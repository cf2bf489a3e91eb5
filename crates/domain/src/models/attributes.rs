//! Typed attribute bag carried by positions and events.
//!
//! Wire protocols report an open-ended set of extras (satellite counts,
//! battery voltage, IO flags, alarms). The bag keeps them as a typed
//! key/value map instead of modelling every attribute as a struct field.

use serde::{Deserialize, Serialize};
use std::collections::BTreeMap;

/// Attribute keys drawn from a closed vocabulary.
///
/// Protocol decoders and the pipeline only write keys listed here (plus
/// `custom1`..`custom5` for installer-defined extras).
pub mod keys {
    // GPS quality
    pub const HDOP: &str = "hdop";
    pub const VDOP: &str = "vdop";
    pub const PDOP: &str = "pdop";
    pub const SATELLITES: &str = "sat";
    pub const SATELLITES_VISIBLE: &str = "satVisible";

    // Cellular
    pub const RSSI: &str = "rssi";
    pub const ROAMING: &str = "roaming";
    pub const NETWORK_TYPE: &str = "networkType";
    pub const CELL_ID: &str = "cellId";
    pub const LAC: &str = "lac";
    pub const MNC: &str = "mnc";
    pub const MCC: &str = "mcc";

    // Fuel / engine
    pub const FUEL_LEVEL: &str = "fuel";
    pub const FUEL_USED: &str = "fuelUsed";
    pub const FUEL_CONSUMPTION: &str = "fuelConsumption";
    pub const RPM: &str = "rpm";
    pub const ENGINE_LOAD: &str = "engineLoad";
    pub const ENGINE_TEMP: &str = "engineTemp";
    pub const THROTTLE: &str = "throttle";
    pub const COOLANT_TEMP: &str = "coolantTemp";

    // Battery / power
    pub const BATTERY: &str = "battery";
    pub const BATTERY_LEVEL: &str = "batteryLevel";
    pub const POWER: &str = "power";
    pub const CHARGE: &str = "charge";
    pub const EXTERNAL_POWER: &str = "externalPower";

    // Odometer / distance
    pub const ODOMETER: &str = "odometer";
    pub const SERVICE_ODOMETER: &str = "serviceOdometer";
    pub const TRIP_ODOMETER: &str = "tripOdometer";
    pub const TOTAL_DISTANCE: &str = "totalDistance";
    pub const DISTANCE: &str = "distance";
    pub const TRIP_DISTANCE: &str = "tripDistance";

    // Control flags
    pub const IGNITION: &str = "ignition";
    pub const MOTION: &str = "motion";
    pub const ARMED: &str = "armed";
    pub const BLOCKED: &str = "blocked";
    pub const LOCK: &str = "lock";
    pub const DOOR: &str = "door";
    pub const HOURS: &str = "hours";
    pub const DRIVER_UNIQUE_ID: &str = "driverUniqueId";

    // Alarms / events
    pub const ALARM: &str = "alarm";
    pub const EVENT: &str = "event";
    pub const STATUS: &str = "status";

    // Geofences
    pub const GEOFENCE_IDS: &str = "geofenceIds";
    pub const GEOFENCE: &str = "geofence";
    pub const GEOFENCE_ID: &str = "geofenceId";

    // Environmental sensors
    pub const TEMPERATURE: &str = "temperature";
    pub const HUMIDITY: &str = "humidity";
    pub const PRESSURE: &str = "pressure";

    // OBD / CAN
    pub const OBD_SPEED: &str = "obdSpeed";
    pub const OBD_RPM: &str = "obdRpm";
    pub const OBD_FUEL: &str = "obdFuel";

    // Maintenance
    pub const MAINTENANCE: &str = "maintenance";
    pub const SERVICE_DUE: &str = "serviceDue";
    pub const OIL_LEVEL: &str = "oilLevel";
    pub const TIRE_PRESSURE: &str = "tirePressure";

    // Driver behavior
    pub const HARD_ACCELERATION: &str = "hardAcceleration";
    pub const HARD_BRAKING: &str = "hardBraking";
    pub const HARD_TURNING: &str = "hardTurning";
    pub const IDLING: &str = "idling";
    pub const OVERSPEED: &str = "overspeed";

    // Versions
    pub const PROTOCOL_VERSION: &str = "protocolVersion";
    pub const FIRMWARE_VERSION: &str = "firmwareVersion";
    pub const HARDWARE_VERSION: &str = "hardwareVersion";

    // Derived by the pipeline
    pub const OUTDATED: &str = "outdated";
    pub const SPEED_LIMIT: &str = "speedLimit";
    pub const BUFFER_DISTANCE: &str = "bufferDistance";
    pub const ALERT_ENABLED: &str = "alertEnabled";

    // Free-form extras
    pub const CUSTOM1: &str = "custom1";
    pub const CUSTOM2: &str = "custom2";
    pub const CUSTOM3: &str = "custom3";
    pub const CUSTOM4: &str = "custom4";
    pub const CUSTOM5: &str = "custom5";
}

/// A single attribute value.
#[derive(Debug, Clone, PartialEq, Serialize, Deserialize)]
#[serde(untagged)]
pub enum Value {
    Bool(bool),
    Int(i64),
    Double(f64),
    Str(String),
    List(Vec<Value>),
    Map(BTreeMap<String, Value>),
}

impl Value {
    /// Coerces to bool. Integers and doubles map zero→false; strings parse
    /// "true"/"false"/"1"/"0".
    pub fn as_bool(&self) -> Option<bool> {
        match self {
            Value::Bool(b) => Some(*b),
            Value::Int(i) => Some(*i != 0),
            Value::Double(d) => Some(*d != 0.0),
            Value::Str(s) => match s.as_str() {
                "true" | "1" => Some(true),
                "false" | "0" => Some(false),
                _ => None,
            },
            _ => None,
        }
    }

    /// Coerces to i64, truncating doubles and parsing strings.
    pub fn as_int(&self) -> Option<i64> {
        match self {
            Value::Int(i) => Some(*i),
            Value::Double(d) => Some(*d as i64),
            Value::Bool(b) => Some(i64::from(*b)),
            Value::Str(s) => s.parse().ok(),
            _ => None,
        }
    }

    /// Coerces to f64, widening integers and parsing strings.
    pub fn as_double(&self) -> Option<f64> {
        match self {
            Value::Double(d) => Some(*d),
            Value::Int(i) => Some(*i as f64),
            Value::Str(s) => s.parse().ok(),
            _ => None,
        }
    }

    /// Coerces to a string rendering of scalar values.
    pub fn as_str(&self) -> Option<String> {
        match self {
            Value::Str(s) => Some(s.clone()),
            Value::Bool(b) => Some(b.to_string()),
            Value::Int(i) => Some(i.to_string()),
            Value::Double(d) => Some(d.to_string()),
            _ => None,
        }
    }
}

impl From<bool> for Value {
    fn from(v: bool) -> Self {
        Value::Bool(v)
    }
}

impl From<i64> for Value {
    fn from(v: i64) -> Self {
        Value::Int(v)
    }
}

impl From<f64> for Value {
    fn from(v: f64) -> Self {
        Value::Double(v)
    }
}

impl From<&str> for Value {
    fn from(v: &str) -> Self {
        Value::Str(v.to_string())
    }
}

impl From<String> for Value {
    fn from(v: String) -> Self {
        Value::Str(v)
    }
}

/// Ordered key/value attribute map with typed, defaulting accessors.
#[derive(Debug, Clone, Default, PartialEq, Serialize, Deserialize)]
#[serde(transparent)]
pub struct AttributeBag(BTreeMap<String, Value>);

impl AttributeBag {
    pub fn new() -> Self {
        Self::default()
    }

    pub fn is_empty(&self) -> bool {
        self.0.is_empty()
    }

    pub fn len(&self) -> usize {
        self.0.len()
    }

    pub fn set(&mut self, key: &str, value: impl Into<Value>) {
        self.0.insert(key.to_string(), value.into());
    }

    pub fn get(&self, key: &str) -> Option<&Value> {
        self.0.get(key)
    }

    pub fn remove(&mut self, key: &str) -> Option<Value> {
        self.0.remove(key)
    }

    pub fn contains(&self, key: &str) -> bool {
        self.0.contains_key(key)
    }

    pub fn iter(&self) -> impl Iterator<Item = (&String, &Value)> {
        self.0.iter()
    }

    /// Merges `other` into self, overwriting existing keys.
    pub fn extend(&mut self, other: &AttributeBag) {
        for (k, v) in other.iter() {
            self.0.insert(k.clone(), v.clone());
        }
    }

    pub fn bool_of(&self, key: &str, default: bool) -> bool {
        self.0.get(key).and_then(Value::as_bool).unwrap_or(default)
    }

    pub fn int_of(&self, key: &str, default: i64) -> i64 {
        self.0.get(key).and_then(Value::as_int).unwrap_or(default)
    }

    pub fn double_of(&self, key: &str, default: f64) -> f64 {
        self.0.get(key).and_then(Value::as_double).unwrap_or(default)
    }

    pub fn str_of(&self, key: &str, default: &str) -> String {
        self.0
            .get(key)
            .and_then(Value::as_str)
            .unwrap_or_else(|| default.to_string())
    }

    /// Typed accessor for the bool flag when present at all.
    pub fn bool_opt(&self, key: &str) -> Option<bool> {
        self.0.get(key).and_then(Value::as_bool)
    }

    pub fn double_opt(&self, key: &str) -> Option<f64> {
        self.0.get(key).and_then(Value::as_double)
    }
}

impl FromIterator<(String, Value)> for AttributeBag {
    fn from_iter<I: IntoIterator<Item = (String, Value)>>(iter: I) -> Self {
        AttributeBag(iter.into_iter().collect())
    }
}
================
• _Work order_: Copy every line in the entries above that has the string "parsing" in it.

• _Solution below_:
    /// Coerces to i64, truncating doubles and parsing strings.
    /// Coerces to f64, widening integers and parsing strings.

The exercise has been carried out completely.